Activity –
Could you write out the lines below exactly, beginning with the first and finishing with the one that contains "impl RenderPort for"?

Material for this task –
==============================
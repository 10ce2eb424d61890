use crate::domain::controls::InputFrame;
use crate::domain::render::RenderCommand;

// Port for the rendering/physics collaborator.
pub trait RenderPort {
    fn apply(&mut self, command: RenderCommand);
}

// Port for sampling pointer and keyboard state once per frame.
pub trait InputPort {
    fn sample(&mut self) -> InputFrame;
}

impl RenderPort for Vec<RenderCommand> {
    fn apply(&mut self, command: RenderCommand) {
        self.push(command);
    }
}
// Explicit scene context shared by the dispatcher, the timed controllers and the control loop.
//
// Initialization order: the registry and UI state exist before `Dispatcher::subscribe`
// runs. `teardown` is the single exit point; it drops timers and hands the transport back.

use crate::domain::tuning::{ReloadTuning, TrayTuning};
use crate::domain::{EntityId, EntityRegistry, HudSlot, RenderCommand, RenderPort, SpriteKind};
use crate::use_cases::debug::DebugSession;
use crate::use_cases::hud::Hud;
use crate::use_cases::reload::ReloadIndicators;
use crate::use_cases::tray::TrayState;
use crate::use_cases::types::{OutboundEvent, TransportPort};
use serde_json::Value;
use std::fmt;
use tracing::debug;

/// Render commands produced by one step, drained into the render port afterwards.
#[derive(Debug, Default)]
pub struct RenderQueue {
    commands: Vec<RenderCommand>,
}

impl RenderQueue {
    pub fn push(&mut self, command: RenderCommand) {
        self.commands.push(command);
    }

    pub fn is_empty(&self) -> bool {
        self.commands.is_empty()
    }

    pub fn drain(&mut self) -> Vec<RenderCommand> {
        std::mem::take(&mut self.commands)
    }

    pub fn flush_into(&mut self, port: &mut (impl RenderPort + ?Sized)) {
        for command in self.commands.drain(..) {
            port.apply(command);
        }
    }
}

/// Hand-off to the end-of-game scene.
pub struct EndOfGame {
    pub data: Value,
    pub transport: Option<Box<dyn TransportPort>>,
}

impl fmt::Debug for EndOfGame {
    fn fmt(&self, f: &mut fmt::Formatter<'_>) -> fmt::Result {
        f.debug_struct("EndOfGame")
            .field("data", &self.data)
            .field("transport", &self.transport.is_some())
            .finish()
    }
}

pub struct SceneContext {
    // Own connection id; decides local vs remote on `currentPlayers`.
    pub connection_id: EntityId,
    pub registry: EntityRegistry,
    pub hud: Hud,
    pub tray: TrayState,
    pub reloads: ReloadIndicators,
    pub debug: Option<DebugSession>,
    pub spectating: bool,
    pub render: RenderQueue,
    transport: Option<Box<dyn TransportPort>>,
    end_of_game: Option<EndOfGame>,
    torn_down: bool,
}

impl SceneContext {
    pub fn new(connection_id: EntityId, transport: Box<dyn TransportPort>) -> Self {
        Self::with_tuning(
            connection_id,
            transport,
            TrayTuning::default(),
            ReloadTuning::default(),
        )
    }

    pub fn with_tuning(
        connection_id: EntityId,
        transport: Box<dyn TransportPort>,
        tray: TrayTuning,
        reload: ReloadTuning,
    ) -> Self {
        Self {
            connection_id,
            registry: EntityRegistry::new(),
            hud: Hud::default(),
            tray: TrayState::new(tray),
            reloads: ReloadIndicators::new(reload.tick_quantum),
            debug: None,
            spectating: false,
            render: RenderQueue::default(),
            transport: Some(transport),
            end_of_game: None,
            torn_down: false,
        }
    }

    /// Fire-and-forget send. Dropped silently once the transport has been handed off.
    pub fn emit(&mut self, event: OutboundEvent) {
        match self.transport.as_mut() {
            Some(transport) => transport.emit(event),
            None => debug!(event = event.name(), "transport released; dropping event"),
        }
    }

    pub fn set_text(&mut self, slot: HudSlot, text: impl Into<String>) {
        let text = text.into();
        self.hud.set(slot, text.clone());
        self.render.push(RenderCommand::SetText { slot, text });
    }

    pub fn is_debug_active(&self) -> bool {
        self.debug.is_some()
    }

    /// Advances every live reload indicator by one tick quantum.
    pub fn tick_reloads(&mut self) -> usize {
        let Self {
            reloads,
            registry,
            render,
            ..
        } = self;
        reloads.tick(registry, render)
    }

    pub fn is_torn_down(&self) -> bool {
        self.torn_down
    }

    /// Releases timers and mirrored state and returns the transport for the next scene.
    pub fn teardown(&mut self) -> Option<Box<dyn TransportPort>> {
        self.torn_down = true;
        self.despawn_all();
        self.reloads.clear();
        self.tray.reset();
        self.debug = None;
        self.registry.clear();
        self.transport.take()
    }

    // Removal commands for every sprite the registry still mirrors.
    fn despawn_all(&mut self) {
        let Self {
            registry,
            reloads,
            render,
            ..
        } = self;
        let mut despawn = |kind: SpriteKind, id: &EntityId| {
            render.push(RenderCommand::Despawn {
                kind,
                id: id.clone(),
            });
        };

        registry.missiles.for_each(|missile| despawn(SpriteKind::Missile, &missile.id));
        registry.comets.for_each(|comet| despawn(SpriteKind::Comet, &comet.id));
        registry
            .crosshairs
            .for_each(|crosshair| despawn(SpriteKind::Crosshair, &crosshair.id));

        let mut players: Vec<EntityId> = Vec::new();
        players.extend(registry.local().map(|player| player.id.clone()));
        registry
            .remote_players
            .for_each(|player| players.push(player.id.clone()));
        for id in players {
            reloads.cancel(&id, render);
            render.push(RenderCommand::RemoveAmmoCounter { owner: id.clone() });
            render.push(RenderCommand::Despawn {
                kind: SpriteKind::TankBarrel,
                id: id.clone(),
            });
            render.push(RenderCommand::Despawn {
                kind: SpriteKind::TankBody,
                id,
            });
        }
    }

    pub fn finish(&mut self, end: EndOfGame) {
        self.end_of_game = Some(end);
    }

    pub fn take_end_of_game(&mut self) -> Option<EndOfGame> {
        self.end_of_game.take()
    }
}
==============================
Written answer –
repository 10ce2eb424d61890
use crate::domain::controls::InputFrame;
use crate::domain::render::RenderCommand;

// Port for the rendering/physics collaborator.
pub trait RenderPort {
    fn apply(&mut self, command: RenderCommand);
}

// Port for sampling pointer and keyboard state once per frame.
pub trait InputPort {
    fn sample(&mut self) -> InputFrame;
}

impl RenderPort for Vec<RenderCommand> {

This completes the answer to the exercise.